(AIM OF THE EXERCISE) From the entries that follow, copy each line containing the word "components".

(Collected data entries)
►
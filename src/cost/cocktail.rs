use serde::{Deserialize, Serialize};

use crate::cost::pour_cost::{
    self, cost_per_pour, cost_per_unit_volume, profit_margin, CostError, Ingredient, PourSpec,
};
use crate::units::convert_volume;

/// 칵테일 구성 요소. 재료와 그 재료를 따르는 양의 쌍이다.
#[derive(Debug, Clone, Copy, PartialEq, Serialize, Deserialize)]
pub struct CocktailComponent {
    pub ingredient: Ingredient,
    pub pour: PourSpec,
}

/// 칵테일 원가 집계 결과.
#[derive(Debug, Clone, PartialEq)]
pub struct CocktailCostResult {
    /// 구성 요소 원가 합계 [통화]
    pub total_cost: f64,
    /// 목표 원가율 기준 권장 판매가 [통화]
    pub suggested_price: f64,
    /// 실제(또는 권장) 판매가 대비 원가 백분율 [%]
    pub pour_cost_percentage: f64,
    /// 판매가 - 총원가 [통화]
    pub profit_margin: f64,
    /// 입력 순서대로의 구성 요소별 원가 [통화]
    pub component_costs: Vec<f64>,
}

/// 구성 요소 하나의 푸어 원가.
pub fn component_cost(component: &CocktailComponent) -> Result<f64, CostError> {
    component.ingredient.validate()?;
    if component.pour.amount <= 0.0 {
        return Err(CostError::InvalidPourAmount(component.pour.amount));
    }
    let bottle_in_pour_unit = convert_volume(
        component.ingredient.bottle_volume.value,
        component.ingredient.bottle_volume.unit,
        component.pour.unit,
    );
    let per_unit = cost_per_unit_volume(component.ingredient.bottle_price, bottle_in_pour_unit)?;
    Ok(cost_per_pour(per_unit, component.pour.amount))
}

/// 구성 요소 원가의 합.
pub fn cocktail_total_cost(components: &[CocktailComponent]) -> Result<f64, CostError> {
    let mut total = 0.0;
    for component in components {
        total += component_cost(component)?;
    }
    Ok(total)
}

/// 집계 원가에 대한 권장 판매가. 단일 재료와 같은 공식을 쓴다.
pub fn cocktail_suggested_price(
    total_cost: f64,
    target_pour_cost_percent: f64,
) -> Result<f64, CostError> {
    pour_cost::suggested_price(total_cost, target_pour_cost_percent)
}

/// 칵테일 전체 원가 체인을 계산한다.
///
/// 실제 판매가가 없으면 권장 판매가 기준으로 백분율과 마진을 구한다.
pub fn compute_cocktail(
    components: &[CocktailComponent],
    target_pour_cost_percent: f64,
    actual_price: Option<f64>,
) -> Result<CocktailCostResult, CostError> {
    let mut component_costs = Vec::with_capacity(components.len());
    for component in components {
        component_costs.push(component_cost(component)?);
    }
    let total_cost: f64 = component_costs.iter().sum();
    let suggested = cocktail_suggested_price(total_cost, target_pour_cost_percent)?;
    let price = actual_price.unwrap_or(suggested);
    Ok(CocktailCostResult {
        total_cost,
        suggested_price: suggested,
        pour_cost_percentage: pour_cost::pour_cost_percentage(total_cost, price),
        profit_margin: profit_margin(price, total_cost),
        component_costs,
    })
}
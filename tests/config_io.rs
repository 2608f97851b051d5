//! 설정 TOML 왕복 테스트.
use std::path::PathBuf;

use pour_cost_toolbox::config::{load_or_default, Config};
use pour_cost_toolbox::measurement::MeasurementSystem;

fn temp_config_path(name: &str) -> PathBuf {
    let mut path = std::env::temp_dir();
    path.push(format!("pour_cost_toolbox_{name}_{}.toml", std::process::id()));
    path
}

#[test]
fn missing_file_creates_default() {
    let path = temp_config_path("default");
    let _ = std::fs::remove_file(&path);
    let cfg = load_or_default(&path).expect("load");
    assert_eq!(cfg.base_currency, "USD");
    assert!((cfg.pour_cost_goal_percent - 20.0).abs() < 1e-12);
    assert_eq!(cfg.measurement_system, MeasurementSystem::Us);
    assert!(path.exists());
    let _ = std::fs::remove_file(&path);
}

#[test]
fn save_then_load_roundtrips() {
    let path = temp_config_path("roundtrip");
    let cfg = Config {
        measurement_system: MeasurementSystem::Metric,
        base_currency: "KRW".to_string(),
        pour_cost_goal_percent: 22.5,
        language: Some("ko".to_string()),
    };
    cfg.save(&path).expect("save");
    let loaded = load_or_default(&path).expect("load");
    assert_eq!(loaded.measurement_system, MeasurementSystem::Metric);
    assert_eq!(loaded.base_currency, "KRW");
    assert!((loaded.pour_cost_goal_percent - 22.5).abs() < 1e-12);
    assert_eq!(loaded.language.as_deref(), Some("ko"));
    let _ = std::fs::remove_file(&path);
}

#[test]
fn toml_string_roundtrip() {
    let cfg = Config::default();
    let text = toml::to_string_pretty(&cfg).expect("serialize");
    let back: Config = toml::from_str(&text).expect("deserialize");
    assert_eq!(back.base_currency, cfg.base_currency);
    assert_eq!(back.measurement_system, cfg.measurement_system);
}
◄
(ANSWER BOX)
pub fn cocktail_total_cost(components: &[CocktailComponent]) -> Result<f64, CostError> {
    for component in components {
    components: &[CocktailComponent],
    let mut component_costs = Vec::with_capacity(components.len());
    for component in components {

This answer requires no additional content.